Première de couverture, Salvador Nana, Lettre d'amour d'une fille à ses frères

Lettres d’amour
d’une fille à ses frères

Cul en l'air, buste sur la table et bras sous mes joues rondes, je revois tout ce que j'ai vécu ces jours de printemps.

A vos yeux je ne suis qu'une afropéenne, je n'ai de place ni dans le pays de mes origines, car je ne suis plus assez dans nos codes de cette vie patriarcale, ni dans le votre où je vis désormais ; ma couleur basanée, mon front cuivré, mes yeux marrons et mes cheveux crépus dérangent.

Mais je sais une chose, une chose vraie que malgré tout elle restera toujours vraie : mon corps ne retrouve pas sa place, mais mon cœur, oui.

Hier encore, je traversais Amourville. La ville était lumineuse, les fleurs avaient fleuri, les tournesols étaient retournés vers le soleil flamboyant. J'avais un corsage liquette et un mini-short.

Les yeux des mâles me convoitaient et moi, comme une bombasse avec ses formes africaines, je les narguais.

Je suis allée au pied d'un arbre, je me suis assise, j'ai déboutonné mon short et je me suis laissée à la rêverie.

Tout était beau; trois costauds motards vinrent près de moi, me saluèrent en bisoutant mon cou. L'un d'eux tira les boutons de ma liquette, se prit à mes tétons et les mordilla. L'autre tira ma culotte sous mon short et fourra sa langue dans mon clito ; j'émis un long gémissement que l'autre réprima en se jetant fougueusement sur ma bouche. Ils me tripatouillaient, me léchaient, me suçaient... Le ciel était beau. Les oiseaux se regroupaient sur les cimes environnant pour nous épier. Une tendre colombe passa près de nous. La colombe venait de Venus. Un magnifique papillon se posa sur mon nez. Lui aussi se mit à me chatouiller.

Je voulais crier, peut-être à cause de ce monstre d'homme qui touchait le point rose de ma moiteur, ou celui qui se mit nu devant moi ou l'autre qui posa sa grosse verge sur ma bouche.

Je laissais mon esprit se balader dans tous les sens et chercher l'inspiration. Je me voyais, faisant la cravate du notaire, la branlette espagnole, le missionnaire, le cheval... Je jurais, je psalmodiais, j'expiais et seuls les diables me répondaient par de gros coups dans mes reins.

Une heure après je me réveillai et me vis allongée sur la racine de l'arbre, le vagin moite et les bouches salivantes. Cette moiteur me collait ; la grande lèvre recouvrant sans cesse la petite. J'envoyai mes doigts dans ma culotte pour les décoller et je repris le chemin de retour.

Aujourd'hui je suis livide dans mon lit et je vous écris cette lettre parce que vous ne savez pas nommer le sexe.

C'est moi la fille révoltée, la fille qui court dans les rues en expliquant son orgasme, moi qui marche les fesses en l'air et courant derrière le beau mec de la rue d'à côté. C'est moi qui caresse la peau de ma voisine d'à côté dans l'ascenseur en la laissant toucher mon minet.
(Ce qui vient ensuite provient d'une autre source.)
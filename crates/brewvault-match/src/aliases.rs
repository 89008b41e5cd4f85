//! Alias table: many spellings, one canonical token
//!
//! The table is plain data. It can be deserialized from JSON, extended at
//! runtime, or replaced wholesale; the matcher never special-cases any
//! entry.

use serde::{Deserialize, Serialize};
use std::collections::BTreeMap;

/// Many-to-one mapping from spelling variants to canonical tokens.
///
/// Both keys and canonical tokens are stored lowercase. Lookup happens on
/// the already-collapsed (lowercased, whitespace-normalised) form.
#[derive(Debug, Clone, Default, Serialize, Deserialize)]
pub struct AliasTable {
    /// canonical token → variant spellings
    entries: BTreeMap<String, Vec<String>>,
}

impl AliasTable {
    pub fn new() -> Self {
        Self::default()
    }

    /// Register a canonical token and its variant spellings.
    pub fn insert(&mut self, canonical: impl Into<String>, variants: &[&str]) {
        let canonical = canonical.into().to_lowercase();
        let list = self.entries.entry(canonical).or_default();
        for v in variants {
            list.push(v.to_lowercase());
        }
    }

    /// Resolve a collapsed name to its canonical token, or return it as-is.
    pub fn resolve(&self, collapsed: &str) -> String {
        if self.entries.contains_key(collapsed) {
            return collapsed.to_string();
        }
        for (canonical, variants) in &self.entries {
            if variants.iter().any(|v| v == collapsed) {
                return canonical.clone();
            }
        }
        collapsed.to_string()
    }

    pub fn is_empty(&self) -> bool {
        self.entries.is_empty()
    }

    pub fn len(&self) -> usize {
        self.entries.len()
    }

    /// The built-in ingredient alias set: common grain, hop, yeast, and
    /// misc spellings seen in homebrew recipe exports.
    pub fn builtin() -> Self {
        let mut t = AliasTable::new();

        // Grains
        t.insert(
            "2-row",
            &[
                "two-row",
                "2 row",
                "pale malt 2-row",
                "2-row pale",
                "2-row pale malt",
                "american 2-row",
                "us 2-row",
            ],
        );
        t.insert(
            "pilsner",
            &[
                "pils",
                "pilsner malt",
                "pilsen",
                "pils malt",
                "german pilsner",
                "bohemian pilsner",
            ],
        );
        t.insert(
            "munich",
            &["munich malt", "münchner", "munchner", "munich i", "munich ii"],
        );
        t.insert("vienna", &["vienna malt", "wiener"]);
        t.insert("maris otter", &["maris otter pale", "mo", "marris otter"]);
        t.insert("crystal 60", &["caramel 60", "c60", "crystal 60l", "caramel 60l"]);
        t.insert("crystal 40", &["caramel 40", "c40", "crystal 40l", "caramel 40l"]);
        t.insert("crystal 20", &["caramel 20", "c20", "crystal 20l", "caramel 20l"]);
        t.insert("chocolate malt", &["chocolate", "choc malt"]);
        t.insert("black malt", &["black patent", "black patent malt"]);
        t.insert("roasted barley", &["roast barley"]);
        t.insert("wheat malt", &["wheat", "malted wheat"]);
        t.insert("flaked oats", &["oats", "oat flakes"]);
        t.insert("flaked wheat", &["wheat flakes"]);

        // Hops
        t.insert("cascade", &["cascade hops", "cascade (us)", "us cascade"]);
        t.insert("centennial", &["centennial hops", "centennial (us)"]);
        t.insert("citra", &["citra hops", "citra (us)"]);
        t.insert("mosaic", &["mosaic hops", "mosaic (us)"]);
        t.insert("simcoe", &["simcoe hops", "simcoe (us)"]);
        t.insert("amarillo", &["amarillo hops", "amarillo (us)"]);
        t.insert("galaxy", &["galaxy hops", "galaxy (au)", "australian galaxy"]);
        t.insert("nelson sauvin", &["nelson", "nelson sauvin (nz)"]);
        t.insert("saaz", &["saaz hops", "czech saaz"]);
        t.insert(
            "hallertau",
            &["hallertauer", "hallertau mittelfrüh", "hallertauer mittelfruh"],
        );
        t.insert("east kent goldings", &["ekg", "kent goldings", "goldings"]);
        t.insert("fuggle", &["fuggles", "fuggle hops"]);

        // Yeasts
        t.insert(
            "us-05",
            &[
                "safale us-05",
                "us05",
                "american ale yeast",
                "us-05 american ale",
                "fermentis us-05",
            ],
        );
        t.insert(
            "s-04",
            &[
                "safale s-04",
                "s04",
                "english ale yeast",
                "s-04 english ale",
                "fermentis s-04",
            ],
        );
        t.insert("s-33", &["safale s-33", "s33"]);
        t.insert(
            "w-34/70",
            &["saflager w-34/70", "w34/70", "34/70", "german lager yeast"],
        );
        t.insert("nottingham", &["danstar nottingham", "lallemand nottingham"]);
        t.insert("london ale iii", &["wyeast 1318", "1318"]);
        t.insert("california ale", &["wlp001", "wyeast 1056", "1056", "american ale"]);

        // Misc
        t.insert("irish moss", &["carrageenan", "whirlfloc"]);
        t.insert("gypsum", &["calcium sulfate", "caso4"]);
        t.insert("calcium chloride", &["cacl2"]);

        t
    }
}
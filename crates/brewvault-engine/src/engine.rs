//! The resolution façade
//!
//! One `Engine` owns a loaded [`DocumentStore`] plus the preference
//! snapshot, rate table and matching threshold. Lookups go exact-id, then
//! exact name (case-insensitive), then fuzzy; mutations resolve the target
//! the same way and delegate to the store writer, reloading afterwards so
//! spans track the file.

use std::path::{Path, PathBuf};
use std::time::Duration;

use thiserror::Error;
use tracing::{debug, info};

use brewvault_match::{best_match, AliasTable};
use brewvault_store::{
    DocumentStore, Entity, EntityKind, EntityUpdate, FieldMap, FormatError, PersistenceError,
    StoreDocument, StoreError, DEFAULT_LOCK_TIMEOUT,
};
use brewvault_units::{ConversionError, MassUnit, RateTable};

use crate::cascade::{self, ConfigError, EffectiveConfig};
use crate::fallback::fallback_layer;
use crate::preferences::DefaultPreferenceSet;

/// Standard document file names, as shipped by the application. Used when
/// opening a whole library directory.
const LIBRARY_DOCUMENTS: &[&str] = &[
    "Recipe.bsmx",
    "Grain.bsmx",
    "Hops.bsmx",
    "Yeast.bsmx",
    "Misc.bsmx",
    "Equipment.bsmx",
    "Mash.bsmx",
    "Carb.bsmx",
    "Age.bsmx",
    "Water.bsmx",
    "Style.bsmx",
];

#[derive(Debug, Error)]
pub enum EngineError {
    #[error(transparent)]
    Store(#[from] StoreError),

    #[error(transparent)]
    Format(#[from] FormatError),

    #[error(transparent)]
    Persistence(#[from] PersistenceError),

    #[error(transparent)]
    Config(#[from] ConfigError),

    #[error(transparent)]
    Conversion(#[from] ConversionError),

    /// A mutation named an entity no lookup stage could resolve.
    #[error("no {kind} record resolves from `{key}`")]
    Unresolved { kind: String, key: String },
}

/// Everything an engine instance needs, supplied by the hosting layer.
#[derive(Debug, Clone)]
pub struct EngineConfig {
    /// Document paths, in load (and therefore shadowing) order.
    pub documents: Vec<PathBuf>,
    /// Document holding the `Options` preference section, if any.
    pub preference_document: Option<PathBuf>,
    /// Backup directory; `None` means a sibling directory per document.
    pub backup_dir: Option<PathBuf>,
    pub rate_table: RateTable,
    /// Minimum fuzzy-match confidence for name resolution.
    pub match_threshold: f64,
    pub lock_timeout: Duration,
}

impl EngineConfig {
    /// Configuration over an explicit document list.
    pub fn new(documents: Vec<PathBuf>) -> Self {
        EngineConfig {
            documents,
            preference_document: None,
            backup_dir: None,
            rate_table: RateTable::new("GBP")
                .with_rate("USD", 0.79)
                .with_rate("EUR", 0.86),
            match_threshold: 0.6,
            lock_timeout: DEFAULT_LOCK_TIMEOUT,
        }
    }

    /// Configuration over a standard library directory: the shipped
    /// document set, skipping files the installation does not have.
    pub fn for_library_dir(dir: &Path) -> Self {
        let documents = LIBRARY_DOCUMENTS
            .iter()
            .map(|name| dir.join(name))
            .filter(|p| p.is_file())
            .collect();
        EngineConfig::new(documents)
    }

    pub fn with_preference_document(mut self, path: PathBuf) -> Self {
        self.preference_document = Some(path);
        self
    }

    pub fn with_backup_dir(mut self, dir: PathBuf) -> Self {
        self.backup_dir = Some(dir);
        self
    }

    pub fn with_rate_table(mut self, table: RateTable) -> Self {
        self.rate_table = table;
        self
    }

    pub fn with_match_threshold(mut self, threshold: f64) -> Self {
        self.match_threshold = threshold;
        self
    }
}

/// A successfully resolved entity with its effective configuration.
#[derive(Debug, Clone)]
pub struct ResolvedEntity {
    pub entity: Entity,
    /// 1.0 for exact id/name hits, the match score otherwise.
    pub confidence: f64,
    pub effective: EffectiveConfig,
}

/// Outcome of a lookup. No candidate above threshold is a value, not an
/// error.
#[derive(Debug, Clone)]
pub enum Resolution {
    Match(ResolvedEntity),
    NoMatch,
}

/// What a mutation touched, for the caller to report.
#[derive(Debug, Clone)]
pub struct MutationReceipt {
    pub kind: EntityKind,
    pub id: String,
    pub name: String,
    pub document: PathBuf,
    pub backup: PathBuf,
}

pub struct Engine {
    store: DocumentStore,
    preferences: Option<StoreDocument>,
    aliases: AliasTable,
    config: EngineConfig,
}

impl Engine {
    /// Load the document family and preference snapshot.
    pub fn open(config: EngineConfig) -> Result<Self, EngineError> {
        let mut store = DocumentStore::load(&config.documents)?
            .with_lock_timeout(config.lock_timeout);
        if let Some(dir) = &config.backup_dir {
            store = store.with_backup_dir(dir.clone());
        }

        let preferences = match &config.preference_document {
            Some(path) => {
                let bytes = std::fs::read(path).map_err(|source| PersistenceError::Io {
                    path: path.clone(),
                    source,
                })?;
                Some(StoreDocument::parse(path.clone(), usize::MAX, bytes)?)
            }
            None => None,
        };

        info!(
            documents = config.documents.len(),
            preferences = preferences.is_some(),
            "engine opened"
        );
        Ok(Engine {
            store,
            preferences,
            aliases: AliasTable::builtin(),
            config,
        })
    }

    pub fn store(&self) -> &DocumentStore {
        &self.store
    }

    /// The merged configuration for `kind` under the caller's overrides.
    pub fn effective_config(
        &self,
        kind: EntityKind,
        overrides: &FieldMap,
    ) -> Result<EffectiveConfig, EngineError> {
        let prefs = match &self.preferences {
            Some(doc) => DefaultPreferenceSet::from_document(doc, kind)?,
            None => DefaultPreferenceSet::default(),
        };
        let merged = cascade::resolve(overrides, &prefs.fields, &fallback_layer(kind))?;
        Ok(merged)
    }

    /// Resolve a lookup key to a canonical record: exact id first, then
    /// exact name ignoring case, then fuzzy matching over the deduplicated
    /// listing.
    pub fn resolve_entity(&self, kind: EntityKind, key: &str) -> Result<Resolution, EngineError> {
        if let Some(entity) = self.store.find(kind, key) {
            return self.resolved(entity.clone(), 1.0);
        }
        if let Some(entity) = self.store.find_by_name(kind, key) {
            return self.resolved(entity.clone(), 1.0);
        }

        let candidates = self.store.names(kind);
        let Some(hit) = best_match(key, &candidates, self.config.match_threshold, &self.aliases)
        else {
            debug!(kind = %kind, key, "no candidate above threshold");
            return Ok(Resolution::NoMatch);
        };
        let entity = self
            .store
            .find(kind, &hit.id)
            .ok_or_else(|| EngineError::Unresolved {
                kind: kind.to_string(),
                key: key.to_string(),
            })?;
        debug!(kind = %kind, key, matched = %hit.name, confidence = hit.confidence, "fuzzy hit");
        self.resolved(entity.clone(), hit.confidence)
    }

    fn resolved(&self, entity: Entity, confidence: f64) -> Result<Resolution, EngineError> {
        let effective = self.effective_config(entity.kind, &FieldMap::new())?;
        Ok(Resolution::Match(ResolvedEntity {
            entity,
            confidence,
            effective,
        }))
    }

    /// Resolve the target, write the field updates through the store
    /// (backup + atomic replace), and reload so in-memory spans track the
    /// rewritten file.
    pub fn update_entity(
        &mut self,
        kind: EntityKind,
        key: &str,
        updates: FieldMap,
    ) -> Result<MutationReceipt, EngineError> {
        let (id, name) = match self.resolve_entity(kind, key)? {
            Resolution::Match(r) => (r.entity.id, r.entity.name),
            Resolution::NoMatch => {
                return Err(EngineError::Unresolved {
                    kind: kind.to_string(),
                    key: key.to_string(),
                });
            }
        };

        let mut update = EntityUpdate::new(kind, id.clone());
        update.fields = updates;
        let receipt = self.store.write(&[update])?;
        self.store.reload()?;

        info!(kind = %kind, id, name, "entity updated");
        Ok(MutationReceipt {
            kind,
            id,
            name,
            document: receipt.documents[0].clone(),
            backup: receipt.backups[0].clone(),
        })
    }

    /// Per-weight prices persist as price-per-ounce in the store currency;
    /// this is the one sanctioned path into that form.
    pub fn price_to_storage(
        &self,
        price: f64,
        per_unit: MassUnit,
        from_currency: &str,
    ) -> Result<f64, EngineError> {
        let stored = brewvault_units::price_per_storage_ounce(
            price,
            per_unit,
            from_currency,
            &self.config.rate_table.pivot,
            &self.config.rate_table,
        )?;
        Ok(stored)
    }
}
C'est moi qui viendrai au village la saison sèche prochaine avec le piercing au nombril et les lentilles noires aux yeux. Je vous aime mes frères et je baiserai sûrement avec beaucoup d'entre vous, car aujourd'hui je peux assumer ma libido.

*

Dans une publication sur Facebook, Salvador Nana confiait ceci :

« Petit, je suis un enfant plutôt intelligent, assidu et respectueux des valeurs traditionnelles.
Je suis différent des autres et ça, ils ne cessent de me le répéter ; je préfère les poupées au foot, je joue plutôt avec mes sœurs qu'avec mes frères, je suis un peu maniéré et du coup on me colle toutes les étiquettes sur le dos : fille-garçon, pédé...

C'est dans cette ambiance que je grandis.

Au secondaire, de retour chez maman, je rencontre un voisin avec qui on se lie d'amitié et avec qui on fait plein de choses coquines ; lui, ne sachant pas toutes mes frustrations, se confie un jour à un voisin.

Ce voisin profite alors de ce lourd secret pour me faire chanter et m'extorquer des services gratuits.

Dans mon adolescence, maman me surprend un jour avec un mec et décide d'agir.

Elle m’emmène alors voir des *tradipraticiens et le curé du quartier.

À son plus grand dam, il n'y a aucun changement sur mon physique et elle se dit alors déçue.
C'est ainsi qu'elle ne me parle plus, ne me regarde plus. Je vis dans une maison avec elle, mais comme si j'étais tout seul.

Pour payer mes études de droit, je dois faire des petits jobs par-ci, par-là. Des fois je veux quitter, aller me caser, mais mes petits jobs ne me permettent pas de claquer la porte et je dois supporter tous les regards moqueurs, ces hommes qui te huent au passage, ces femmes qui te toisent sur le chemin ou ces anciens amis qui se moquent dès que tu les croises. Tu n'arrives plus à te retrouver, reconstruire ton identité ; des fois, j'ai pensé au suicide, à la fuite vers d'autres lieux, mais où ? La peur reste constante et tu vis renfermé sur toi-même.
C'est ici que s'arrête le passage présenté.